Four years before, on another chilly November night, at a downtown gallery opening I was dazzled by the iconic work of this then little know artist and poster raconteur Shepard Fairey. He’d made his bones with guerilla installations of one singular image of Andre the Giant with the words Obey. It had become a ubiquitous part of my art ghetto neighborhood. But there was definitely something more here where I could see a whole body of work with such a singular style. Mocking while reverential of the power of symbols and icons in propaganda imagery. It’s not that wrist slitting blood-shedding art, but it winks longingly at it’s commercial base origins in propaganda art. In 2004 no one was thinking about Angela Davis Bobby Seal and Chairman Mao, but here they were on the walls of the Gallery. This kid was not just reminding us about the power of art to influence for good and bad, but the art of it.

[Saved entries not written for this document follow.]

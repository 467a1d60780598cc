//! Category service
//!
//! Category and group management. User-entered names are normalized and
//! compared case-insensitively; renaming a category relabels everything that
//! refers to it by name.

use tracing::info;

use crate::error::{SpendwiseError, SpendwiseResult};
use crate::models::{
    category_names_match, normalize_category_name, Bucket, Categorization, Category,
    CategoryGroup, CategoryGroupId, CategoryId,
};
use crate::storage::Storage;

/// Service for category management
pub struct CategoryService<'a> {
    storage: &'a Storage,
}

/// A category group with its categories
#[derive(Debug, Clone)]
pub struct CategoryGroupWithCategories {
    pub group: CategoryGroup,
    pub categories: Vec<Category>,
}

/// What a category rename touched
#[derive(Debug, Clone, Default, PartialEq, Eq)]
pub struct RelabelCounts {
    pub transactions: usize,
    pub budgets: usize,
    pub rules: usize,
}

impl<'a> CategoryService<'a> {
    pub fn new(storage: &'a Storage) -> Self {
        Self { storage }
    }

    // === Group Operations ===

    pub fn create_group(&self, name: &str) -> SpendwiseResult<CategoryGroup> {
        let name = normalize_category_name(name);
        if name.is_empty() {
            return Err(SpendwiseError::Validation(
                "Category group name cannot be empty".into(),
            ));
        }
        if self.storage.categories.get_group_by_name(&name)?.is_some() {
            return Err(SpendwiseError::Duplicate {
                entity_type: "Category Group",
                identifier: name,
            });
        }

        let groups = self.storage.categories.get_all_groups()?;
        let max_order = groups.iter().map(|g| g.sort_order).max().unwrap_or(-1);
        let group = CategoryGroup::with_sort_order(&name, max_order + 1);
        group
            .validate()
            .map_err(|e| SpendwiseError::Validation(e.to_string()))?;

        self.storage.categories.upsert_group(group.clone())?;
        self.storage.categories.save()?;
        Ok(group)
    }

    /// Find a group by name or ID
    pub fn find_group(&self, identifier: &str) -> SpendwiseResult<Option<CategoryGroup>> {
        if let Some(group) = self.storage.categories.get_group_by_name(identifier)? {
            return Ok(Some(group));
        }
        Ok(self
            .storage
            .categories
            .get_all_groups()?
            .into_iter()
            .find(|g| g.id.matches(identifier)))
    }

    fn require_group(&self, identifier: &str) -> SpendwiseResult<CategoryGroup> {
        self.find_group(identifier)?
            .ok_or_else(|| SpendwiseError::NotFound {
                entity_type: "Category Group",
                identifier: identifier.to_string(),
            })
    }

    pub fn list_groups(&self) -> SpendwiseResult<Vec<CategoryGroup>> {
        self.storage.categories.get_all_groups()
    }

    /// Groups with their categories; ungrouped categories come last under a
    /// synthetic "Other" group
    pub fn list_groups_with_categories(
        &self,
        include_hidden: bool,
    ) -> SpendwiseResult<Vec<CategoryGroupWithCategories>> {
        let mut result = Vec::new();
        for group in self.storage.categories.get_all_groups()? {
            let categories = self
                .storage
                .categories
                .get_categories_in_group(group.id)?
                .into_iter()
                .filter(|c| include_hidden || !c.hidden)
                .collect();
            result.push(CategoryGroupWithCategories { group, categories });
        }

        let ungrouped: Vec<Category> = self
            .list_categories(include_hidden)?
            .into_iter()
            .filter(|c| c.group_id.is_none())
            .collect();
        if !ungrouped.is_empty() {
            result.push(CategoryGroupWithCategories {
                group: CategoryGroup::with_sort_order("Other", i32::MAX),
                categories: ungrouped,
            });
        }
        Ok(result)
    }

    pub fn rename_group(&self, identifier: &str, name: &str) -> SpendwiseResult<CategoryGroup> {
        let mut group = self.require_group(identifier)?;
        let name = normalize_category_name(name);
        if let Some(other) = self.storage.categories.get_group_by_name(&name)? {
            if other.id != group.id {
                return Err(SpendwiseError::Duplicate {
                    entity_type: "Category Group",
                    identifier: name,
                });
            }
        }

        group.name = name;
        group.updated_at = chrono::Utc::now();
        group
            .validate()
            .map_err(|e| SpendwiseError::Validation(e.to_string()))?;
        self.storage.categories.upsert_group(group.clone())?;
        self.storage.categories.save()?;
        Ok(group)
    }

    /// Delete a group
    ///
    /// A group with categories is only deleted with `force`, which leaves
    /// its categories ungrouped.
    pub fn delete_group(&self, identifier: &str, force: bool) -> SpendwiseResult<CategoryGroup> {
        let group = self.require_group(identifier)?;
        let categories = self.storage.categories.get_categories_in_group(group.id)?;
        if !categories.is_empty() && !force {
            return Err(SpendwiseError::Validation(format!(
                "Cannot delete group '{}' - it contains {} categories. Use --force to ungroup them.",
                group.name,
                categories.len()
            )));
        }

        for mut category in categories {
            category.move_to_group(None);
            self.storage.categories.upsert_category(category)?;
        }
        self.storage.categories.delete_group(group.id)?;
        self.storage.categories.save()?;
        Ok(group)
    }

    // === Category Operations ===

    pub fn create_category(
        &self,
        name: &str,
        group: Option<&str>,
        bucket: Bucket,
    ) -> SpendwiseResult<Category> {
        let group_id: Option<CategoryGroupId> = match group {
            Some(identifier) => Some(self.require_group(identifier)?.id),
            None => None,
        };

        let mut category = Category::new(name, bucket);
        category
            .validate()
            .map_err(|e| SpendwiseError::Validation(e.to_string()))?;

        if self.storage.categories.category_name_exists(&category.name, None)? {
            return Err(SpendwiseError::Duplicate {
                entity_type: "Category",
                identifier: category.name,
            });
        }

        if let Some(group_id) = group_id {
            let siblings = self.storage.categories.get_categories_in_group(group_id)?;
            category.sort_order = siblings.iter().map(|c| c.sort_order).max().unwrap_or(-1) + 1;
            category.group_id = Some(group_id);
        }

        self.storage.categories.upsert_category(category.clone())?;
        self.storage.categories.save()?;
        info!(category = %category.name, "created category");
        Ok(category)
    }

    pub fn get_category(&self, id: CategoryId) -> SpendwiseResult<Option<Category>> {
        self.storage.categories.get_category(id)
    }

    /// Find a category by label or ID
    pub fn find_category(&self, identifier: &str) -> SpendwiseResult<Option<Category>> {
        if let Some(category) = self.storage.categories.get_category_by_name(identifier)? {
            return Ok(Some(category));
        }
        Ok(self
            .storage
            .categories
            .get_all_categories()?
            .into_iter()
            .find(|c| c.id.matches(identifier)))
    }

    pub fn require_category(&self, identifier: &str) -> SpendwiseResult<Category> {
        self.find_category(identifier)?
            .ok_or_else(|| SpendwiseError::category_not_found(identifier))
    }

    pub fn list_categories(&self, include_hidden: bool) -> SpendwiseResult<Vec<Category>> {
        Ok(self
            .storage
            .categories
            .get_all_categories()?
            .into_iter()
            .filter(|c| include_hidden || !c.hidden)
            .collect())
    }

    /// Labels offered to categorizers
    pub fn labels(&self) -> SpendwiseResult<Vec<String>> {
        self.storage.categories.labels()
    }

    /// Rename a category and relabel transactions, budgets and rules
    pub fn rename_category(
        &self,
        identifier: &str,
        name: &str,
    ) -> SpendwiseResult<(Category, RelabelCounts)> {
        let mut category = self.require_category(identifier)?;
        let old_name = category.name.clone();
        category.rename(name);
        category
            .validate()
            .map_err(|e| SpendwiseError::Validation(e.to_string()))?;
        if self
            .storage
            .categories
            .category_name_exists(&category.name, Some(category.id))?
        {
            return Err(SpendwiseError::Duplicate {
                entity_type: "Category",
                identifier: category.name,
            });
        }

        self.storage.categories.upsert_category(category.clone())?;
        self.storage.categories.save()?;
        let counts = self.relabel(&old_name, Some(&category.name))?;
        info!(from = %old_name, to = %category.name, ?counts, "renamed category");
        Ok((category, counts))
    }

    pub fn move_category(&self, identifier: &str, group: Option<&str>) -> SpendwiseResult<Category> {
        let mut category = self.require_category(identifier)?;
        let group_id = match group {
            Some(g) => Some(self.require_group(g)?.id),
            None => None,
        };
        category.move_to_group(group_id);
        self.storage.categories.upsert_category(category.clone())?;
        self.storage.categories.save()?;
        Ok(category)
    }

    pub fn set_hidden(&self, identifier: &str, hidden: bool) -> SpendwiseResult<Category> {
        let mut category = self.require_category(identifier)?;
        category.hidden = hidden;
        category.updated_at = chrono::Utc::now();
        self.storage.categories.upsert_category(category.clone())?;
        self.storage.categories.save()?;
        Ok(category)
    }

    /// Delete a category
    ///
    /// Refused while a budget refers to it. Transactions carrying the label
    /// become uncategorized.
    pub fn delete_category(&self, identifier: &str) -> SpendwiseResult<(Category, usize)> {
        let category = self.require_category(identifier)?;
        let budgets = self
            .storage
            .budgets
            .filter(|b| category_names_match(&b.category, &category.name))?;
        if !budgets.is_empty() {
            return Err(SpendwiseError::Validation(format!(
                "Category '{}' has {} budget(s); delete them first",
                category.name,
                budgets.len()
            )));
        }

        self.storage.categories.delete_category(category.id)?;
        self.storage.categories.save()?;
        let counts = self.relabel(&category.name, None)?;
        Ok((category, counts.transactions))
    }

    /// Point everything labelled `from` at `to`, or clear the label
    fn relabel(&self, from: &str, to: Option<&str>) -> SpendwiseResult<RelabelCounts> {
        let mut counts = RelabelCounts::default();

        for mut txn in self.storage.transactions.get_all()? {
            if txn.category.as_deref().map(|c| category_names_match(c, from)) != Some(true) {
                continue;
            }
            match to {
                Some(label) => {
                    let how = txn.categorization.clone().unwrap_or_else(Categorization::manual);
                    txn.set_category(label, how);
                }
                None => txn.clear_category(),
            }
            self.storage.transactions.upsert(txn)?;
            counts.transactions += 1;
        }

        if let Some(label) = to {
            for mut budget in self
                .storage
                .budgets
                .filter(|b| category_names_match(&b.category, from))?
            {
                budget.category = label.to_string();
                budget.updated_at = chrono::Utc::now();
                self.storage.budgets.upsert(budget)?;
                counts.budgets += 1;
            }

            for mut rule in self
                .storage
                .rules
                .filter(|r| category_names_match(&r.category, from))?
            {
                rule.category = label.to_string();
                self.storage.rules.upsert(rule)?;
                counts.rules += 1;
            }
        }

        self.storage.transactions.save()?;
        self.storage.budgets.save()?;
        self.storage.rules.save()?;
        Ok(counts)
    }
}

I spoke for a few minutes to simply say how much I like the show and how powerful the work was. He was very nice, very personable, very genuinely engaged and focused about his work. Somehow I was not surprised to hear he was the artist behind the iconic Obama imagery. The image was so genuine that it rose above being regurgitated over and over again in the media — testament to Fairey’s talent to recognize and translate symbolic images. Imitators now abound.
Ironically Fairy who was at the DNC for a gallery show and filming of a documentary was arrested outside the democratic convention with the posters in hand, wheat pasting them to areas around the convention. Riot cops came guns drawn. The police after finally convinced he meant no harm released him for $500 in bail. In an interview he said the sad thing was once they understood he had created the Obama image their automatic response was to assume he got a lot of money for it. Fairey donated all the money from the poster to the campaign.
It would seem a cycle has been completed, the United States finally has another iconic leader and the imagery that will be most remembered was created by iconoclast who started his art with guerilla tactics born of a new generation whose dissent and angst shapes their own generation.